8 thoughts on “What Happens in the Inner Ear with Meniere’s Disease.

  1. My hubby has this. It has been a struggle to explain what it is exactly. We have to continuously remind friends of why we can’t go out to eat, or see a loud movie on the big screen. Now I think I’ll just pop up this video and let it explain.

    • Hope this will help them. It’s really hard for outside people to understand. I use to always get people saying “oh, so it’s like being drunk?” I always reply with “at least your spinning stops when you throw up.”
      It can be frustrating but the more we get people to understand, the more others get help. You would be surprised at how many people suffer without knowing it’s Meniere’s.

      • I know, that’s so nuts! It took years to figure out that was what my husband has. I hope you have found some ways to deal. He finally has. I’m sure it’s different for everyone.

      • When I got the Meniett Device back in 2002, the severe attacks really slowed down. Then with a little research & a great ENT, found out airborne allergies are a thought to be linked to MD. I got that under control. Also had a deviated Septum fixed & the Sinus Balloon procedure done. Haven’t had any sinus infections in 2yrs & I can’t remember when I used the Meniett Device.
        I’m glad your husband figured how to deal with his. I run 2 support groups on Facebook & you are so right about Meniere’s being different for everyone. It’s good to be able to share notes because there could be something a person didn’t think of trying.

      • Oh wow. Very interesting. He saw a new ENT who wanted to fix his sinuses but he seemed like a surgery pusher, so we didn’t really give it much though. Maybe I’ll tell him your results. Wish insurance would cover the Meniett.

  2. My insurance didn’t cover the Meniett because it was considered experimental in 2002. My husband didn’t think twice about going to the bank for a loan. I was having severe vertigo attacks every other day for at least 14hrs at a time. But I would suggest at least getting the tympanostomy tube in the ear drum to vent our the pressure http://emedicine.medscape.com/article/1890757-overview . You have to have that to use the Meniett but when he first put it in it was like someone let air out of a balloon. The really severe parts of an attack got better. As for the allergies, I had sinus & ear infections all the time that pushed out the tube. It seemed like every other month I was on antibiotics & a steroid pak. I finally said something else must be going on. That’s when I had an allergy test done. I am allergic to 6 different airborne things. If I get into a lot of dust or grass I start to feel a little dizzy. Before I just thought it was the MD. So I take allergy meds & wear a mask as needed. The surgery was the next step because I tried allergy shots for all six things at once & it was too much. I had really bad infections. Going to try maybe one thing at a time, like grass allergen. I would highly recommend the surgeries though. If he does not have good drainage areas that just keeps everything inflamed & it eventually would start cause vertigo problems.

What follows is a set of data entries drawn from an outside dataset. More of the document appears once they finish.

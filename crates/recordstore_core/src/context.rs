//! Per-call cancellation and deadline token.
//!
//! # Responsibility
//! - Carry a shared cancellation flag and an optional deadline into
//!   repository calls.
//!
//! # Invariants
//! - Clones share the cancellation flag; cancelling any clone cancels all.
//! - A context is done once cancelled or once its deadline has passed.

use std::error::Error;
use std::fmt::{Display, Formatter};
use std::sync::atomic::{AtomicBool, Ordering};
use std::sync::Arc;
use std::time::{Duration, Instant};

#[derive(Debug, Clone, Copy, PartialEq, Eq)]
pub enum ContextError {
    Cancelled,
    DeadlineExceeded,
}

impl Display for ContextError {
    fn fmt(&self, f: &mut Formatter<'_>) -> std::fmt::Result {
        match self {
            Self::Cancelled => write!(f, "operation cancelled"),
            Self::DeadlineExceeded => write!(f, "operation deadline exceeded"),
        }
    }
}

impl Error for ContextError {}

#[derive(Debug, Clone, Default)]
pub struct Context {
    deadline: Option<Instant>,
    cancelled: Arc<AtomicBool>,
}

impl Context {
    /// Context that is never done unless cancelled explicitly.
    pub fn background() -> Self {
        Self::default()
    }

    pub fn with_timeout(timeout: Duration) -> Self {
        Self::with_deadline(Instant::now() + timeout)
    }

    pub fn with_deadline(deadline: Instant) -> Self {
        Self {
            deadline: Some(deadline),
            cancelled: Arc::default(),
        }
    }

    pub fn deadline(&self) -> Option<Instant> {
        self.deadline
    }

    pub fn cancel(&self) {
        self.cancelled.store(true, Ordering::SeqCst);
    }

    pub fn is_cancelled(&self) -> bool {
        self.cancelled.load(Ordering::SeqCst)
    }

    pub fn is_done(&self) -> bool {
        self.check().is_err()
    }

    /// Time left before the deadline; `None` when there is no deadline.
    pub fn remaining(&self) -> Option<Duration> {
        self.deadline
            .map(|deadline| deadline.saturating_duration_since(Instant::now()))
    }

    pub fn check(&self) -> Result<(), ContextError> {
        if self.is_cancelled() {
            return Err(ContextError::Cancelled);
        }
        match self.deadline {
            Some(deadline) if Instant::now() >= deadline => Err(ContextError::DeadlineExceeded),
            _ => Ok(()),
        }
    }
}
//! Fixed-cadence trigger for the fetchers.
//!
//! One interval timeline per configured source, each running in its own
//! task; a slow fetch for one source never delays ticks for the others.
//! Every tick spawns the fetch-and-publish as a fresh task with no overlap
//! guard, so a new fetch for a source may start before the previous one has
//! completed. The aggregate store serializes its per-key updates, so
//! overlapping deliveries cannot lose increments.

use std::sync::Arc;

use tokio::task::JoinHandle;
use tokio::time::interval;
use tracing::{debug, error, info};

use crate::bus::EventBus;
use crate::fetch::Fetcher;
use crate::models::{SourceConfig, SourceKind};

/// Spawn one poll loop per configured source. Sensor samples fan out on
/// `sensor_bus`, weather samples on `weather_bus`.
pub fn spawn_pollers(
    sources: Vec<SourceConfig>,
    fetcher: Arc<Fetcher>,
    sensor_bus: Arc<EventBus>,
    weather_bus: Arc<EventBus>,
) -> Vec<JoinHandle<()>> {
    sources
        .into_iter()
        .map(|source| {
            let bus = match source.kind {
                SourceKind::Sensor => sensor_bus.clone(),
                SourceKind::Weather => weather_bus.clone(),
            };
            tokio::spawn(run_source_loop(source, fetcher.clone(), bus))
        })
        .collect()
}

async fn run_source_loop(source: SourceConfig, fetcher: Arc<Fetcher>, bus: Arc<EventBus>) {
    info!(
        source = %source.source_id,
        cadence_secs = source.cadence.as_secs(),
        "⏱ poll loop started"
    );

    let mut ticker = interval(source.cadence);
    loop {
        ticker.tick().await;

        let source = source.clone();
        let fetcher = fetcher.clone();
        let bus = bus.clone();
        tokio::spawn(async move {
            poll_once(&source, &fetcher, &bus).await;
        });
    }
}

/// Fetch one reading and fan it out. A failed fetch ends here: it is logged
/// and publishes nothing.
pub async fn poll_once(source: &SourceConfig, fetcher: &Fetcher, bus: &EventBus) {
    match fetcher.fetch(source).await {
        Ok(sample) => {
            debug!(source = %sample.source_id, value = sample.value, "sample fetched");
            bus.publish(&sample).await;
        }
        Err(e) => {
            error!(source = %source.source_id, error = %e, "fetch failed");
        }
    }
}
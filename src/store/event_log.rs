//! Append-only log of raw readings.
//!
//! Every sample accepted by the event bus lands here unmodified. This log is
//! the ground truth for the statistics cache: `aggregate_by_source` recomputes
//! the running statistics the cache should contain, and the audit tool uses
//! that to rebuild or verify the cache (see `crate::audit`).

use std::sync::Arc;

use parking_lot::Mutex;
use rusqlite::{params, Connection};

use crate::error::PipelineError;
use crate::models::{Sample, SensorStats};

const SCHEMA_SQL: &str = r#"
PRAGMA journal_mode = WAL;
PRAGMA synchronous = NORMAL;

CREATE TABLE IF NOT EXISTS readings (
    source_id   TEXT NOT NULL,
    observed_at INTEGER NOT NULL,
    value       REAL NOT NULL
);

CREATE INDEX IF NOT EXISTS idx_readings_source_time
    ON readings(source_id, observed_at DESC);
"#;

/// Durable store of every raw reading ever received.
pub struct EventLog {
    conn: Arc<Mutex<Connection>>,
}

impl EventLog {
    pub fn new(db_path: &str) -> Result<Self, PipelineError> {
        let conn = Connection::open(db_path)?;
        conn.execute_batch(SCHEMA_SQL)?;
        Ok(Self {
            conn: Arc::new(Mutex::new(conn)),
        })
    }

    /// Insert one immutable row. Rows are never updated or deleted.
    pub fn append(&self, sample: &Sample) -> Result<(), PipelineError> {
        let conn = self.conn.lock();
        conn.execute(
            "INSERT INTO readings (source_id, observed_at, value) VALUES (?1, ?2, ?3)",
            params![sample.source_id, sample.observed_at, sample.value],
        )?;
        Ok(())
    }

    /// Recompute running statistics for every source present in the log.
    ///
    /// `last_value` comes from the row with the greatest `observed_at`, not
    /// from insertion order: concurrent writers can interleave inserts, so
    /// rowid order is only used to break exact-timestamp ties (later insert
    /// wins).
    pub fn aggregate_by_source(&self) -> Result<Vec<SensorStats>, PipelineError> {
        let conn = self.conn.lock();
        let mut stmt = conn.prepare_cached(
            "SELECT source_id, COUNT(*), SUM(value), AVG(value),
                    (SELECT value FROM readings newest
                     WHERE newest.source_id = r.source_id
                     ORDER BY newest.observed_at DESC, newest.rowid DESC
                     LIMIT 1)
             FROM readings r
             GROUP BY source_id
             ORDER BY source_id",
        )?;

        let stats = stmt
            .query_map([], |row| {
                Ok(SensorStats {
                    source_id: row.get(0)?,
                    count: row.get::<_, i64>(1)? as u64,
                    total: row.get(2)?,
                    average: row.get(3)?,
                    last_value: row.get(4)?,
                })
            })?
            .collect::<Result<Vec<_>, _>>()?;

        Ok(stats)
    }

    /// Number of readings recorded so far.
    pub fn len(&self) -> usize {
        let conn = self.conn.lock();
        conn.query_row("SELECT COUNT(*) FROM readings", [], |row| {
            row.get::<_, i64>(0)
        })
        .unwrap_or(0) as usize
    }

    pub fn is_empty(&self) -> bool {
        self.len() == 0
    }
}

#[cfg(test)]
mod tests {
    use super::*;

    fn sample(id: &str, observed_at: i64, value: f64) -> Sample {
        Sample {
            source_id: id.to_string(),
            observed_at,
            value,
        }
    }

    #[test]
    fn append_and_count() {
        let log = EventLog::new(":memory:").expect("Failed to open log");
        assert!(log.is_empty());

        log.append(&sample("s1", 100, 10.0)).expect("append");
        log.append(&sample("s1", 105, 20.0)).expect("append");
        assert_eq!(log.len(), 2);
    }

    #[test]
    fn aggregates_count_total_average_and_latest() {
        let log = EventLog::new(":memory:").expect("Failed to open log");
        log.append(&sample("s1", 100, 10.0)).expect("append");
        log.append(&sample("s1", 105, 20.0)).expect("append");

        let stats = log.aggregate_by_source().expect("aggregate");
        assert_eq!(stats.len(), 1);
        assert_eq!(stats[0].source_id, "s1");
        assert_eq!(stats[0].count, 2);
        assert_eq!(stats[0].total, 30.0);
        assert_eq!(stats[0].average, 15.0);
        assert_eq!(stats[0].last_value, 20.0);
    }

    #[test]
    fn latest_follows_observed_at_not_insertion_order() {
        let log = EventLog::new(":memory:").expect("Failed to open log");
        // Later reading inserted first, as racing writers can do.
        log.append(&sample("s1", 200, 42.0)).expect("append");
        log.append(&sample("s1", 100, 7.0)).expect("append");

        let stats = log.aggregate_by_source().expect("aggregate");
        assert_eq!(stats[0].last_value, 42.0);
    }

    #[test]
    fn equal_timestamps_resolve_to_later_insert() {
        let log = EventLog::new(":memory:").expect("Failed to open log");
        log.append(&sample("s1", 100, 1.0)).expect("append");
        log.append(&sample("s1", 100, 2.0)).expect("append");

        let stats = log.aggregate_by_source().expect("aggregate");
        assert_eq!(stats[0].last_value, 2.0);
    }

    #[test]
    fn groups_by_source() {
        let log = EventLog::new(":memory:").expect("Failed to open log");
        log.append(&sample("abba5", 100, 1.0)).expect("append");
        log.append(&sample("iddqd", 101, 2.0)).expect("append");
        log.append(&sample("iddqd", 102, 4.0)).expect("append");

        let stats = log.aggregate_by_source().expect("aggregate");
        assert_eq!(stats.len(), 2);
        assert_eq!(stats[0].source_id, "abba5");
        assert_eq!(stats[0].count, 1);
        assert_eq!(stats[1].source_id, "iddqd");
        assert_eq!(stats[1].count, 2);
        assert_eq!(stats[1].average, 3.0);
    }

    #[test]
    fn empty_log_aggregates_to_nothing() {
        let log = EventLog::new(":memory:").expect("Failed to open log");
        assert!(log.aggregate_by_source().expect("aggregate").is_empty());
    }
}
//! In-process fan-out of fetched samples to independent consumers.
//!
//! One bus instance exists per event type (sensor readings, weather
//! readings); handlers are invoked synchronously in registration order with
//! per-handler error isolation. There is no queueing, retry or persistence:
//! a sample published while a handler's store is down is simply logged as a
//! failed delivery for that handler.

use std::sync::Arc;

use async_trait::async_trait;
use tracing::error;

use crate::error::PipelineError;
use crate::models::Sample;

/// A consumer of fetched samples.
#[async_trait]
pub trait SampleHandler: Send + Sync {
    /// Stable identity used in failed-delivery logs.
    fn id(&self) -> &'static str;

    async fn handle(&self, sample: &Sample) -> Result<(), PipelineError>;
}

/// Ordered set of handlers for one event type.
#[derive(Default)]
pub struct EventBus {
    handlers: Vec<Arc<dyn SampleHandler>>,
}

impl EventBus {
    pub fn new() -> Self {
        Self::default()
    }

    /// Append a handler; delivery order is registration order.
    pub fn subscribe(&mut self, handler: Arc<dyn SampleHandler>) {
        self.handlers.push(handler);
    }

    /// Deliver `sample` to every registered handler, in order.
    ///
    /// A failing handler is logged with its identity and does not stop
    /// delivery to the handlers registered after it.
    pub async fn publish(&self, sample: &Sample) {
        for handler in &self.handlers {
            if let Err(e) = handler.handle(sample).await {
                error!(
                    handler = handler.id(),
                    source = %sample.source_id,
                    error = %e,
                    "event handler failed"
                );
            }
        }
    }

    pub fn len(&self) -> usize {
        self.handlers.len()
    }

    pub fn is_empty(&self) -> bool {
        self.handlers.is_empty()
    }
}
//! Sdiff-assist format: line-count headers the side-by-side (`sdiff`)
//! driver consumes — `i<len0>,<len1>` for a common run, `c<len0>,<len1>`
//! for a change (spec §4.7 "Sdiff-assist").

use std::io::Write;

use crate::buffer::Side;
use crate::config::Config;
use crate::errors::DiffError;
use crate::script::{iter, Change};

use super::{color, ColorRole};

pub fn write(
    out: &mut dyn Write,
    side0: &Side,
    _side1: &Side,
    head: &Option<Box<Change>>,
    cfg: &Config,
) -> Result<(), DiffError> {
    let n0 = side0.line_count();
    let mut i0 = 0usize;

    for change in iter(head) {
        if change.line0 > i0 {
            let common = change.line0 - i0;
            writeln!(out, "{}", color(cfg, ColorRole::LineNumber, &format!("i{common},{common}")))
                .map_err(|e| DiffError::io(side0.name.clone(), e))?;
        }
        writeln!(out, "{}", color(cfg, ColorRole::Changed, &format!("c{},{}", change.deleted, change.inserted)))
            .map_err(|e| DiffError::io(side0.name.clone(), e))?;
        i0 = change.line0 + change.deleted;
    }
    if i0 < n0 {
        let common = n0 - i0;
        writeln!(out, "{}", color(cfg, ColorRole::LineNumber, &format!("i{common},{common}")))
            .map_err(|e| DiffError::io(side0.name.clone(), e))?;
    }
    Ok(())
}

#[cfg(test)]
mod tests {
    use super::*;
    use crate::script::build_changes;

    #[test]
    fn emits_common_and_change_line_counts() {
        let cfg = Config::default();
        let side0 = Side::from_bytes("a", b"a\nb\nc\n", &cfg);
        let side1 = Side::from_bytes("b", b"a\nB\nc\n", &cfg);
        let head = build_changes(&[false, true, false], &[false, true, false]);

        let mut buf = Vec::new();
        write(&mut buf, &side0, &side1, &head, &cfg).unwrap();
        assert_eq!(buf, b"i1,1\nc1,1\ni1,1\n".to_vec());
    }

    #[test]
    fn color_always_wraps_command_lines() {
        let cfg = Config {
            color: crate::config::ColorMode::Always,
            ..Config::default()
        };
        let side0 = Side::from_bytes("a", b"a\nb\nc\n", &cfg);
        let side1 = Side::from_bytes("b", b"a\nB\nc\n", &cfg);
        let head = build_changes(&[false, true, false], &[false, true, false]);

        let mut buf = Vec::new();
        write(&mut buf, &side0, &side1, &head, &cfg).unwrap();
        let text = String::from_utf8(buf).unwrap();
        assert!(text.contains("\x1b["), "expected SGR codes, got: {text:?}");
    }
}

    You may already know this but caffeine & sodium are big triggers with me. I had to go to nothing then slowly learning how much I could have. Also I have to limit my beef intake because that is a trigger. I do take a prescribed water pill. But if the doctor already mentioned the sinus issues I think he should consider it. I believe that is was the underlying problem that let to MD & a few other things. If you can’t find the root of a problem it hard for every thing else to get better. I know doctors say they don’t know what causes MD but we can go on theories which seems to be working for me.